Também destacou que a banca avaliativa somente levou em consideração a competência textual das redações. Já sobre as assinaturas que identificaram as provas, a Fadesp apenas afirmou que seus formulários de redação foram desidentificados pelos fiscais das provas, na presença dos candidatos, e que os professores da banca não tiveram acesso aos nomes.
O MPE considerou que a Fadesp não prestou os devidos esclarecimentos, diante da declaração de candidatos que foram aprovados mesmo identificando suas provas, o que levantou suspeitas quanto a transparência e a imparcialidade do concurso.
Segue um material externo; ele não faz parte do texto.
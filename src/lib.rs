//! Demon Circle - bouncing balls hunted by a demon
//!
//! Core modules:
//! - `app`: Frame loop driver (input queue, tick, render)
//! - `sim`: Deterministic simulation (entities, collisions, frame tick)
//! - `renderer`: 2D drawing surface abstraction and frame rendering
//! - `platform`: Keyboard input mapping
//! - `settings`: Tunable constants loaded from JSON

pub mod app;
pub mod platform;
pub mod renderer;
pub mod settings;
pub mod sim;

pub use app::App;
pub use settings::Settings;

use glam::Vec2;

/// Simulation constants
pub mod consts {
    /// Number of balls spawned at startup
    pub const BALL_COUNT: usize = 20;
    pub const BALL_RADIUS: f32 = 10.0;
    /// Pixels per frame along each unit of direction
    pub const BALL_SPEED: f32 = 2.0;

    pub const DEMON_RADIUS: f32 = 20.0;
    /// Pixels per frame, for both the chase step and a key nudge
    pub const DEMON_SPEED: f32 = 5.0;
    pub const DEMON_COLOR: &str = "black";

    /// Remaining-ball counter
    pub const COUNTER_FONT: &str = "20px Arial";
    pub const COUNTER_COLOR: &str = "black";
    pub const COUNTER_X: f32 = 10.0;
    pub const COUNTER_Y: f32 = 30.0;
}

/// Euclidean distance between two positions
#[inline]
pub fn distance(a: Vec2, b: Vec2) -> f32 {
    let d = b - a;
    (d.x * d.x + d.y * d.y).sqrt()
}

/// Angle from `from` toward `to` (radians, atan2 convention)
#[inline]
pub fn heading(from: Vec2, to: Vec2) -> f32 {
    let d = to - from;
    d.y.atan2(d.x)
}

/// Convert polar (r, theta) to cartesian (x, y)
#[inline]
pub fn polar_to_cartesian(r: f32, theta: f32) -> Vec2 {
    Vec2::new(r * theta.cos(), r * theta.sin())
}
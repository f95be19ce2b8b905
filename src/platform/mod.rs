//! Platform input handling
//!
//! Maps browser key names onto demon nudges, plus a keyboard "autopilot"
//! that presses the arrow a player would press to reach the nearest ball.

use crate::sim::{Direction, Entity, SimState};

/// `KeyboardEvent.key` value for an arrow key, or None for anything else
pub fn direction_for_key(key: &str) -> Option<Direction> {
    match key {
        "ArrowLeft" => Some(Direction::Left),
        "ArrowUp" => Some(Direction::Up),
        "ArrowRight" => Some(Direction::Right),
        "ArrowDown" => Some(Direction::Down),
        _ => None,
    }
}

pub fn key_for_direction(direction: Direction) -> &'static str {
    match direction {
        Direction::Left => "ArrowLeft",
        Direction::Up => "ArrowUp",
        Direction::Right => "ArrowRight",
        Direction::Down => "ArrowDown",
    }
}

/// Arrow key steering the demon along the dominant axis toward the nearest ball
pub fn autopilot_key(state: &SimState) -> Option<&'static str> {
    let target = state.demon.nearest(&state.balls)?;
    let delta = state.balls[target].pos() - state.demon.pos();

    let direction = if delta.x.abs() >= delta.y.abs() {
        if delta.x < 0.0 { Direction::Left } else { Direction::Right }
    } else if delta.y < 0.0 {
        Direction::Up
    } else {
        Direction::Down
    };
    Some(key_for_direction(direction))
}
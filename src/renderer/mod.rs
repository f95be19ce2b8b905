//! 2D rendering
//!
//! The simulation is drawn through the small [`Surface`] trait: clear a
//! rectangle, fill a circle, fill some text. The browser build backs it with
//! a canvas 2D context; tests and the native runner record into a [`DrawList`].

#[cfg(target_arch = "wasm32")]
pub mod canvas;
pub mod draw_list;

#[cfg(target_arch = "wasm32")]
pub use canvas::CanvasSurface;
pub use draw_list::{DrawCommand, DrawList};

use glam::Vec2;

use crate::consts::*;
use crate::sim::{Entity, SimState};

/// Minimal immediate-mode drawing target
pub trait Surface {
    fn clear_rect(&mut self, origin: Vec2, size: Vec2);
    fn fill_circle(&mut self, center: Vec2, radius: f32, color: &str);
    fn fill_text(&mut self, text: &str, pos: Vec2, font: &str, color: &str);
}

/// Counter text shown in the top-left corner
pub fn counter_text(remaining: usize) -> String {
    format!("Balls left: {remaining}")
}

pub fn draw_entity<S: Surface + ?Sized>(surface: &mut S, entity: &impl Entity) {
    surface.fill_circle(entity.pos(), entity.radius(), entity.color());
}

/// Draw one full frame: clear, balls, demon, counter
pub fn render<S: Surface + ?Sized>(state: &SimState, surface: &mut S) {
    render_scene(state, surface);
    render_counter(state.remaining(), surface);
}

/// Clear the surface and draw every ball in list order, then the demon
pub fn render_scene<S: Surface + ?Sized>(state: &SimState, surface: &mut S) {
    surface.clear_rect(Vec2::ZERO, state.bounds);

    for ball in &state.balls {
        draw_entity(surface, ball);
    }
    draw_entity(surface, &state.demon);
}

pub fn render_counter<S: Surface + ?Sized>(remaining: usize, surface: &mut S) {
    surface.fill_text(
        &counter_text(remaining),
        Vec2::new(COUNTER_X, COUNTER_Y),
        COUNTER_FONT,
        COUNTER_COLOR,
    );
}
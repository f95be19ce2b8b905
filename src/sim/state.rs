//! Simulation state and entity types
//!
//! Everything one frame tick reads or writes lives here.

use glam::Vec2;
use rand::{Rng, SeedableRng};
use rand_pcg::Pcg32;
use serde::{Deserialize, Serialize};

use super::color::random_color;
use super::shape::Shape;
use super::tick::Direction;
use crate::consts::*;
use crate::settings::Settings;
use crate::{distance, heading, polar_to_cartesian};

/// Common view of anything drawn as a filled circle
pub trait Entity {
    fn shape(&self) -> &Shape;
    fn radius(&self) -> f32;
    fn color(&self) -> &str;

    #[inline]
    fn pos(&self) -> Vec2 {
        self.shape().pos
    }

    /// Circles overlap (strictly closer than the sum of radii)
    fn touches(&self, other: &impl Entity) -> bool {
        distance(self.pos(), other.pos()) < self.radius() + other.radius()
    }
}

/// A bouncing ball
#[derive(Debug, Clone, PartialEq, Serialize, Deserialize)]
pub struct Ball {
    pub shape: Shape,
    /// `#RRGGBB`
    pub color: String,
    pub radius: f32,
    pub speed: f32,
    /// Per-axis heading, each component in [-1, 1); not normalized
    pub direction: Vec2,
}

impl Ball {
    pub fn new(pos: Vec2, color: impl Into<String>, direction: Vec2) -> Self {
        Self {
            shape: Shape::new(pos.x, pos.y),
            color: color.into(),
            radius: BALL_RADIUS,
            speed: BALL_SPEED,
            direction,
        }
    }

    /// Random position inside `bounds`, random color, random direction
    pub fn spawn<R: Rng + ?Sized>(rng: &mut R, bounds: Vec2) -> Self {
        let pos = Vec2::new(rng.random::<f32>() * bounds.x, rng.random::<f32>() * bounds.y);
        let color = random_color(rng);
        let direction = Vec2::new(
            rng.random::<f32>() * 2.0 - 1.0,
            rng.random::<f32>() * 2.0 - 1.0,
        );
        Self::new(pos, color, direction)
    }

    /// Advance one frame and bounce off the canvas edges
    ///
    /// Each axis flips independently once the edge is past the boundary, so
    /// a ball can spend a frame outside before heading back in.
    pub fn update(&mut self, bounds: Vec2) {
        let step = self.direction * self.speed;
        self.shape.move_by(step.x, step.y);

        let Vec2 { x, y } = self.shape.pos;
        if x - self.radius < 0.0 || x + self.radius > bounds.x {
            self.direction.x = -self.direction.x;
        }
        if y - self.radius < 0.0 || y + self.radius > bounds.y {
            self.direction.y = -self.direction.y;
        }
    }

    /// Recolor `self` if it overlaps `other`. `other` is never modified.
    ///
    /// Returns whether the two overlapped.
    pub fn check_collision<R: Rng + ?Sized>(&mut self, other: &Ball, rng: &mut R) -> bool {
        if self.touches(other) {
            self.color = random_color(rng);
            true
        } else {
            false
        }
    }
}

impl Entity for Ball {
    fn shape(&self) -> &Shape {
        &self.shape
    }

    fn radius(&self) -> f32 {
        self.radius
    }

    fn color(&self) -> &str {
        &self.color
    }
}

/// The predator. Idle until the first arrow key, then chases forever.
#[derive(Debug, Clone, PartialEq, Serialize, Deserialize)]
pub struct DemonCircle {
    pub shape: Shape,
    pub color: String,
    pub radius: f32,
    pub speed: f32,
    /// Latched by the first key nudge; never cleared
    pub is_moving: bool,
}

impl DemonCircle {
    pub fn new(pos: Vec2) -> Self {
        Self {
            shape: Shape::new(pos.x, pos.y),
            color: DEMON_COLOR.to_string(),
            radius: DEMON_RADIUS,
            speed: DEMON_SPEED,
            is_moving: false,
        }
    }

    pub fn spawn<R: Rng + ?Sized>(rng: &mut R, bounds: Vec2) -> Self {
        Self::new(Vec2::new(
            rng.random::<f32>() * bounds.x,
            rng.random::<f32>() * bounds.y,
        ))
    }

    /// Index of the closest ball; ties go to the earliest one
    pub fn nearest(&self, balls: &[Ball]) -> Option<usize> {
        let mut best: Option<(usize, f32)> = None;
        for (i, ball) in balls.iter().enumerate() {
            let d = self.shape.distance_to(&ball.shape);
            match best {
                Some((_, best_d)) if d >= best_d => {}
                _ => best = Some((i, d)),
            }
        }
        best.map(|(i, _)| i)
    }

    /// Step toward the nearest ball. Returns false when idle or nothing is left to chase.
    pub fn update(&mut self, balls: &[Ball]) -> bool {
        if !self.is_moving {
            return false;
        }
        let Some(target) = self.nearest(balls) else {
            return false;
        };

        let angle = heading(self.shape.pos, balls[target].shape.pos);
        let step = polar_to_cartesian(self.speed, angle);
        self.shape.move_by(step.x, step.y);
        true
    }

    /// Manual arrow-key push. Applied on top of the chase step.
    pub fn nudge(&mut self, direction: Direction) {
        if !self.is_moving {
            log::debug!("Demon released at ({:.1}, {:.1})", self.shape.x(), self.shape.y());
        }
        self.is_moving = true;
        let delta = direction.unit() * self.speed;
        self.shape.move_by(delta.x, delta.y);
    }
}

impl Entity for DemonCircle {
    fn shape(&self) -> &Shape {
        &self.shape
    }

    fn radius(&self) -> f32 {
        self.radius
    }

    fn color(&self) -> &str {
        &self.color
    }
}

/// Complete simulation state (deterministic for a given seed and input stream)
#[derive(Debug, Clone, Serialize)]
pub struct SimState {
    /// Run seed for reproducibility
    pub seed: u64,
    /// Canvas width/height, fixed at startup
    pub bounds: Vec2,
    /// Live balls in spawn order
    pub balls: Vec<Ball>,
    pub demon: DemonCircle,
    /// Frames ticked so far
    pub frame: u64,
    #[serde(skip)]
    pub(crate) rng: Pcg32,
}

impl SimState {
    /// Spawn the default population inside `bounds`
    pub fn new(bounds: Vec2, seed: u64) -> Self {
        Self::with_settings(bounds, seed, &Settings::default())
    }

    pub fn with_settings(bounds: Vec2, seed: u64, settings: &Settings) -> Self {
        let mut rng = Pcg32::seed_from_u64(seed);

        let balls = (0..settings.ball_count)
            .map(|_| {
                let mut ball = Ball::spawn(&mut rng, bounds);
                ball.radius = settings.ball_radius;
                ball.speed = settings.ball_speed;
                ball
            })
            .collect();

        let mut demon = DemonCircle::spawn(&mut rng, bounds);
        demon.radius = settings.demon_radius;
        demon.speed = settings.demon_speed;

        Self {
            seed,
            bounds,
            balls,
            demon,
            frame: 0,
            rng,
        }
    }

    /// Hand-placed entities (scenarios, tests)
    pub fn from_parts(bounds: Vec2, seed: u64, balls: Vec<Ball>, demon: DemonCircle) -> Self {
        Self {
            seed,
            bounds,
            balls,
            demon,
            frame: 0,
            rng: Pcg32::seed_from_u64(seed),
        }
    }

    /// Number of balls still alive
    pub fn remaining(&self) -> usize {
        self.balls.len()
    }
}

#[cfg(test)]
mod tests {
    use super::*;
    use crate::sim::color::is_hex_color;
    use proptest::prelude::*;

    const BOUNDS: Vec2 = Vec2::new(800.0, 600.0);

    fn ball_at(x: f32, y: f32) -> Ball {
        Ball::new(Vec2::new(x, y), "#112233", Vec2::new(0.5, -0.5))
    }

    #[test]
    fn test_new_state_population() {
        let state = SimState::new(BOUNDS, 42);
        assert_eq!(state.remaining(), BALL_COUNT);
        assert!(!state.demon.is_moving);
        assert_eq!(state.demon.color, "black");
        assert_eq!(state.demon.radius, 20.0);
        for ball in &state.balls {
            assert!(is_hex_color(&ball.color));
            assert_eq!(ball.radius, 10.0);
            assert_eq!(ball.speed, 2.0);
            assert!((-1.0..1.0).contains(&ball.direction.x));
            assert!((-1.0..1.0).contains(&ball.direction.y));
            assert!((0.0..BOUNDS.x).contains(&ball.shape.x()));
            assert!((0.0..BOUNDS.y).contains(&ball.shape.y()));
        }
    }

    #[test]
    fn test_same_seed_same_spawn() {
        let a = SimState::new(BOUNDS, 1234);
        let b = SimState::new(BOUNDS, 1234);
        assert_eq!(a.balls, b.balls);
        assert_eq!(a.demon, b.demon);
    }

    #[test]
    fn test_settings_override_spawn() {
        let settings = Settings {
            ball_count: 3,
            ball_radius: 4.0,
            demon_speed: 9.0,
            ..Default::default()
        };
        let state = SimState::with_settings(BOUNDS, 5, &settings);
        assert_eq!(state.remaining(), 3);
        assert!(state.balls.iter().all(|b| b.radius == 4.0));
        assert_eq!(state.demon.speed, 9.0);
    }

    #[test]
    fn test_ball_moves_by_direction_times_speed() {
        let mut ball = ball_at(100.0, 100.0);
        ball.update(BOUNDS);
        assert_eq!(ball.shape.pos, Vec2::new(101.0, 99.0));
        assert_eq!(ball.direction, Vec2::new(0.5, -0.5));
    }

    #[test]
    fn test_ball_bounces_off_right_edge() {
        let mut ball = Ball::new(Vec2::new(789.5, 300.0), "#000000", Vec2::new(0.5, 0.0));
        ball.update(BOUNDS);
        // 790.5 + 10 > 800
        assert_eq!(ball.direction.x, -0.5);
        ball.update(BOUNDS);
        assert_eq!(ball.shape.x(), 789.5);
        assert_eq!(ball.direction.x, -0.5);
    }

    #[test]
    fn test_ball_corner_flips_both_axes() {
        let mut ball = Ball::new(Vec2::new(10.5, 10.5), "#000000", Vec2::new(-0.5, -0.5));
        ball.update(BOUNDS);
        assert_eq!(ball.direction, Vec2::new(0.5, 0.5));
    }

    #[test]
    fn test_zero_direction_ball_stays_put() {
        let mut ball = Ball::new(Vec2::new(50.0, 50.0), "#000000", Vec2::ZERO);
        for _ in 0..100 {
            ball.update(BOUNDS);
        }
        assert_eq!(ball.shape.pos, Vec2::new(50.0, 50.0));
    }

    #[test]
    fn test_collision_is_asymmetric() {
        let mut rng = Pcg32::seed_from_u64(3);
        let mut first = ball_at(100.0, 100.0);
        let second = ball_at(115.0, 100.0);
        let before = second.clone();

        assert!(first.check_collision(&second, &mut rng));
        assert!(is_hex_color(&first.color));
        assert_eq!(second, before);
    }

    #[test]
    fn test_touching_edges_do_not_collide() {
        let mut rng = Pcg32::seed_from_u64(3);
        let mut first = ball_at(100.0, 100.0);
        let second = ball_at(120.0, 100.0);
        assert!(!first.check_collision(&second, &mut rng));
        assert_eq!(first.color, "#112233");
    }

    #[test]
    fn test_idle_demon_never_moves() {
        let mut demon = DemonCircle::new(Vec2::new(400.0, 300.0));
        let balls = vec![ball_at(10.0, 10.0), ball_at(700.0, 500.0)];
        for _ in 0..50 {
            assert!(!demon.update(&balls));
        }
        assert_eq!(demon.shape.pos, Vec2::new(400.0, 300.0));
    }

    #[test]
    fn test_demon_chases_nearest() {
        let mut demon = DemonCircle::new(Vec2::new(100.0, 100.0));
        demon.is_moving = true;
        let balls = vec![ball_at(500.0, 100.0), ball_at(100.0, 150.0)];

        assert_eq!(demon.nearest(&balls), Some(1));
        assert!(demon.update(&balls));
        assert!((demon.shape.x() - 100.0).abs() < 1e-4);
        assert!((demon.shape.y() - 105.0).abs() < 1e-4);
    }

    #[test]
    fn test_nearest_tie_prefers_first() {
        let demon = DemonCircle::new(Vec2::new(100.0, 100.0));
        let balls = vec![ball_at(130.0, 100.0), ball_at(70.0, 100.0), ball_at(100.0, 130.0)];
        assert_eq!(demon.nearest(&balls), Some(0));
    }

    #[test]
    fn test_demon_with_no_balls_is_noop() {
        let mut demon = DemonCircle::new(Vec2::new(100.0, 100.0));
        demon.is_moving = true;
        assert_eq!(demon.nearest(&[]), None);
        assert!(!demon.update(&[]));
        assert_eq!(demon.shape.pos, Vec2::new(100.0, 100.0));
    }

    #[test]
    fn test_nudge_latches_and_moves() {
        let mut demon = DemonCircle::new(Vec2::new(100.0, 100.0));
        demon.nudge(Direction::Left);
        assert!(demon.is_moving);
        assert_eq!(demon.shape.pos, Vec2::new(95.0, 100.0));
        demon.nudge(Direction::Down);
        assert_eq!(demon.shape.pos, Vec2::new(95.0, 105.0));
        assert!(demon.is_moving);
    }

    proptest! {
        #[test]
        fn ball_never_escapes_bounds(
            x in 0.0f32..800.0,
            y in 0.0f32..600.0,
            dx in -1.0f32..1.0,
            dy in -1.0f32..1.0,
            frames in 1usize..2000,
        ) {
            let mut ball = Ball::new(Vec2::new(x, y), "#ABCDEF", Vec2::new(dx, dy));
            for _ in 0..frames {
                ball.update(BOUNDS);
                let p = ball.shape.pos;
                prop_assert!(p.x >= -ball.radius && p.x <= BOUNDS.x + ball.radius);
                prop_assert!(p.y >= -ball.radius && p.y <= BOUNDS.y + ball.radius);
            }
        }
    }
}
//! Canvas 2D backed surface (browser only)

use glam::Vec2;
use wasm_bindgen::{JsCast, JsValue};
use web_sys::{CanvasRenderingContext2d, HtmlCanvasElement};

use super::Surface;

pub struct CanvasSurface {
    ctx: CanvasRenderingContext2d,
    size: Vec2,
}

impl CanvasSurface {
    /// Grab the 2D context of `canvas`; its size is read once here
    pub fn new(canvas: &HtmlCanvasElement) -> Result<Self, JsValue> {
        let ctx = canvas
            .get_context("2d")?
            .ok_or_else(|| JsValue::from_str("canvas has no 2d context"))?
            .dyn_into::<CanvasRenderingContext2d>()?;
        let size = Vec2::new(canvas.width() as f32, canvas.height() as f32);
        Ok(Self { ctx, size })
    }

    pub fn size(&self) -> Vec2 {
        self.size
    }
}

impl Surface for CanvasSurface {
    fn clear_rect(&mut self, origin: Vec2, size: Vec2) {
        self.ctx
            .clear_rect(origin.x as f64, origin.y as f64, size.x as f64, size.y as f64);
    }

    fn fill_circle(&mut self, center: Vec2, radius: f32, color: &str) {
        self.ctx.begin_path();
        if let Err(e) = self.ctx.arc(
            center.x as f64,
            center.y as f64,
            radius as f64,
            0.0,
            std::f64::consts::TAU,
        ) {
            log::warn!("arc failed: {:?}", e);
        }
        self.ctx.set_fill_style_str(color);
        self.ctx.fill();
        self.ctx.close_path();
    }

    fn fill_text(&mut self, text: &str, pos: Vec2, font: &str, color: &str) {
        self.ctx.set_fill_style_str(color);
        self.ctx.set_font(font);
        if let Err(e) = self.ctx.fill_text(text, pos.x as f64, pos.y as f64) {
            log::warn!("fillText failed: {:?}", e);
        }
    }
}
Novas explicações foram solicitadas à Fundação, além de uma cópia da prova de um candidato que declarou ter identificado a prova e não foi eliminado.Segundo os candidatos que fizeram a denúncia, a Fadesp teria enviado ao MPE uma cópia fraudada desta prova, com a assinatura coberta.
SEM SOLUÇÃO
O promotor Marcelo Gonçalves, que está cuidando do caso, enviou no final do mês de julho, uma carta de recomendação à fundação regente do concurso, pedindo a revisão das provas num prazo máximo de 15 dias, para que fossem atribuídas notas zero às pessoas que identificaram suas redações, e afirmando que se a fraude for comprovada, o concurso deve ser invalidado.
Foi informado à reportagem que até o momento a Fadesp não enviou respostas e as providências recomendadas não foram tomadas.